The optimal amount of sleep is between seven and nine hours. Rest, recovery, and letting your digestive system function are all things you need to feel refreshed. There are, however, those who claim the opposite, or perhaps we ourselves are amongst them.
Nevertheless, a recent study revealed that some people even feel good when they are not getting enough sleep. Researchers found that at most, you can get away with five hours of sleep - anything less places you at risk for health complications.
In a study published in the journal PLOS Medicine, 8,000 British civil servants were tracked for their health and sleep. They tracked their sleep hours for more than 25 years and monitored chronic diseases such as diabetes, cancer, and heart disease.
The number of chronic health problems of those sleeping five hours or less compared to those sleeping seven hours was 30% higher in those who sleep five hours or less. Many factors can contribute to someone not getting enough sleep at night.
Children crying and teenagers misbehaving can keep parents awake; menopause makes it difficult to find a comfortable temperature, and poor health can interfere with sleep, according to City magazine. As a result of increasing pressures such as the cost of living crisis and financial stress, insomnia is also on the rise among UK adults - 36% report difficulty falling asleep at least once a week.

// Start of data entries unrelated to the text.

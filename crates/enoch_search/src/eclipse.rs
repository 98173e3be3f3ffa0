//! Eclipse detection from scanned new/full moons.
//!
//! Lunar: filter full moons by the Moon's ecliptic latitude, compute Earth
//! shadow radii at the Moon's distance (Danjon augmented method), classify
//! by comparing the Moon's offset from the shadow axis to the radii.
//!
//! Solar: filter new moons the same way, then compare apparent Sun/Moon
//! angular radii against the separation reduced by the Moon's horizontal
//! parallax. The reduction stands in for the best-placed observer on
//! Earth's surface; no per-site circumstances are computed.
//!
//! Shadow geometry after standard spherical astronomy (Meeus Ch. 54,
//! IAU 2015 nominal radii). Magnitudes are geocentric.

use enoch_core::UT_TO_TT_DAYS;
use enoch_eph::{Body, Ephemeris};
use tracing::debug;

use crate::eclipse_types::{LunarEclipse, LunarEclipseKind, SolarEclipse, SolarEclipseKind};
use crate::error::SearchError;
use crate::events::{PhaseEvent, PhaseKind};

// ---------------------------------------------------------------------------
// Constants (IAU 2015 nominal values)
// ---------------------------------------------------------------------------

/// Earth equatorial radius in km.
const EARTH_RADIUS_KM: f64 = 6378.137;

/// Sun nominal radius in km.
const SUN_RADIUS_KM: f64 = 696_000.0;

/// Moon mean radius in km.
const MOON_RADIUS_KM: f64 = 1737.4;

/// Danjon atmospheric enlargement of Earth's shadow (~2%).
const DANJON_ENLARGEMENT: f64 = 1.02;

/// Ecliptic latitude filter for eclipse candidacy (degrees). Generous;
/// exact geometry decides afterward.
const ECLIPSE_LAT_THRESHOLD_DEG: f64 = 2.0;

// ---------------------------------------------------------------------------
// Geometry helpers
// ---------------------------------------------------------------------------

/// Earth shadow angular radii (penumbral, umbral) in degrees at the
/// Moon's distance, Danjon enlarged.
fn shadow_radii_deg(sun_dist_km: f64, moon_dist_km: f64) -> (f64, f64) {
    let pi_sun = (EARTH_RADIUS_KM / sun_dist_km).asin();
    let pi_moon = (EARTH_RADIUS_KM / moon_dist_km).asin();
    let s_sun = (SUN_RADIUS_KM / sun_dist_km).asin();

    let penumbral = DANJON_ENLARGEMENT * (pi_moon + pi_sun + s_sun);
    let umbral = DANJON_ENLARGEMENT * (pi_moon + pi_sun - s_sun);
    (penumbral.to_degrees(), umbral.to_degrees())
}

fn moon_angular_radius_deg(moon_dist_km: f64) -> f64 {
    (MOON_RADIUS_KM / moon_dist_km).asin().to_degrees()
}

fn sun_angular_radius_deg(sun_dist_km: f64) -> f64 {
    (SUN_RADIUS_KM / sun_dist_km).asin().to_degrees()
}

/// Angular separation of two ecliptic directions (degrees).
fn angular_separation_deg(lon1: f64, lat1: f64, lon2: f64, lat2: f64) -> f64 {
    let (l1, b1) = (lon1.to_radians(), lat1.to_radians());
    let (l2, b2) = (lon2.to_radians(), lat2.to_radians());
    let cos_sep = b1.sin() * b2.sin() + b1.cos() * b2.cos() * (l1 - l2).cos();
    cos_sep.clamp(-1.0, 1.0).acos().to_degrees()
}

/// Classify a lunar eclipse from shadow geometry; `None` means no eclipse.
fn classify_lunar(
    shadow_offset_deg: f64,
    moon_radius_deg: f64,
    umbral_radius_deg: f64,
    penumbral_radius_deg: f64,
) -> Option<LunarEclipseKind> {
    let near_edge = shadow_offset_deg - moon_radius_deg;
    let far_edge = shadow_offset_deg + moon_radius_deg;

    if near_edge >= penumbral_radius_deg {
        None
    } else if far_edge <= umbral_radius_deg {
        Some(LunarEclipseKind::Total)
    } else if near_edge < umbral_radius_deg {
        Some(LunarEclipseKind::Partial)
    } else {
        Some(LunarEclipseKind::Penumbral)
    }
}

/// Classify a geocentric solar eclipse; `None` means no overlap.
fn classify_solar(
    sun_radius_deg: f64,
    moon_radius_deg: f64,
    min_separation_deg: f64,
) -> Option<SolarEclipseKind> {
    if min_separation_deg >= sun_radius_deg + moon_radius_deg {
        return None;
    }
    if min_separation_deg < (moon_radius_deg - sun_radius_deg).abs() {
        if moon_radius_deg >= sun_radius_deg {
            Some(SolarEclipseKind::Total)
        } else {
            Some(SolarEclipseKind::Annular)
        }
    } else {
        Some(SolarEclipseKind::Partial)
    }
}

// ---------------------------------------------------------------------------
// Eclipse computation per syzygy
// ---------------------------------------------------------------------------

fn lunar_eclipse_at(eph: &dyn Ephemeris, full_moon_jd: f64) -> Result<Option<LunarEclipse>, SearchError> {
    let jd = full_moon_jd + UT_TO_TT_DAYS;
    let moon = eph.ecliptic(Body::Moon, jd)?;
    if moon.lat_deg.abs() > ECLIPSE_LAT_THRESHOLD_DEG {
        return Ok(None);
    }
    let sun = eph.ecliptic(Body::Sun, jd)?;

    let (penumbral_r, umbral_r) = shadow_radii_deg(sun.distance_km, moon.distance_km);
    let moon_r = moon_angular_radius_deg(moon.distance_km);

    // Offset of the Moon from the anti-solar shadow axis.
    let anti_lon = (sun.lon_deg + 180.0).rem_euclid(360.0);
    let offset = angular_separation_deg(moon.lon_deg, moon.lat_deg, anti_lon, 0.0);

    let Some(kind) = classify_lunar(offset, moon_r, umbral_r, penumbral_r) else {
        return Ok(None);
    };
    debug!(jd = full_moon_jd, ?kind, offset_deg = offset, "lunar eclipse");

    let umbral_magnitude = (umbral_r - offset + moon_r) / (2.0 * moon_r);
    let penumbral_magnitude = (penumbral_r - offset + moon_r) / (2.0 * moon_r);

    Ok(Some(LunarEclipse {
        kind,
        jd: full_moon_jd,
        umbral_magnitude,
        penumbral_magnitude,
        moon_lat_deg: moon.lat_deg,
    }))
}

fn solar_eclipse_at(eph: &dyn Ephemeris, new_moon_jd: f64) -> Result<Option<SolarEclipse>, SearchError> {
    let jd = new_moon_jd + UT_TO_TT_DAYS;
    let moon = eph.ecliptic(Body::Moon, jd)?;
    if moon.lat_deg.abs() > ECLIPSE_LAT_THRESHOLD_DEG {
        return Ok(None);
    }
    let sun = eph.ecliptic(Body::Sun, jd)?;

    let sun_r = sun_angular_radius_deg(sun.distance_km);
    let moon_r = moon_angular_radius_deg(moon.distance_km);
    let sep = angular_separation_deg(moon.lon_deg, moon.lat_deg, sun.lon_deg, sun.lat_deg);

    // A surface observer can cut the geocentric separation by up to the
    // Moon's horizontal parallax.
    let parallax = (EARTH_RADIUS_KM / moon.distance_km).asin().to_degrees();
    let sep_eff = (sep - parallax).max(0.0);

    let Some(kind) = classify_solar(sun_r, moon_r, sep_eff) else {
        return Ok(None);
    };
    debug!(jd = new_moon_jd, ?kind, separation_deg = sep, "solar eclipse");

    let magnitude = match kind {
        SolarEclipseKind::Partial => (moon_r + sun_r - sep_eff) / (2.0 * sun_r),
        SolarEclipseKind::Annular | SolarEclipseKind::Total => moon_r / sun_r,
    };

    Ok(Some(SolarEclipse {
        kind,
        jd: new_moon_jd,
        magnitude,
        moon_lat_deg: moon.lat_deg,
    }))
}

// ---------------------------------------------------------------------------
// Span search driven by scanned phase events
// ---------------------------------------------------------------------------

/// Lunar eclipses among already-refined full moons.
pub fn lunar_eclipses(
    eph: &dyn Ephemeris,
    phase_events: &[PhaseEvent],
) -> Result<Vec<LunarEclipse>, SearchError> {
    let mut out = Vec::new();
    for ev in phase_events.iter().filter(|e| e.kind == PhaseKind::Full) {
        if let Some(e) = lunar_eclipse_at(eph, ev.jd)? {
            out.push(e);
        }
    }
    Ok(out)
}

/// Geocentric solar eclipses among already-refined new moons.
pub fn solar_eclipses(
    eph: &dyn Ephemeris,
    phase_events: &[PhaseEvent],
) -> Result<Vec<SolarEclipse>, SearchError> {
    let mut out = Vec::new();
    for ev in phase_events.iter().filter(|e| e.kind == PhaseKind::New) {
        if let Some(e) = solar_eclipse_at(eph, ev.jd)? {
            out.push(e);
        }
    }
    Ok(out)
}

The study reinforces the need for us to protect time spent in bed - whether it is moving pets, adjusting the temperature in the room, or changing what we eat and when we consume our last meal. Researchers have previously linked too much and too little sleep to mental health problems and poorer cognitive performance, and a Cambridge study found that consistency was more important than length of sleep.
This newer, longer study shows that there are limitations. So while it would be better to get six hours of sleep each night than nine, then four, then seven, it's crystal clear that the minimum we should aim for each night is five hours.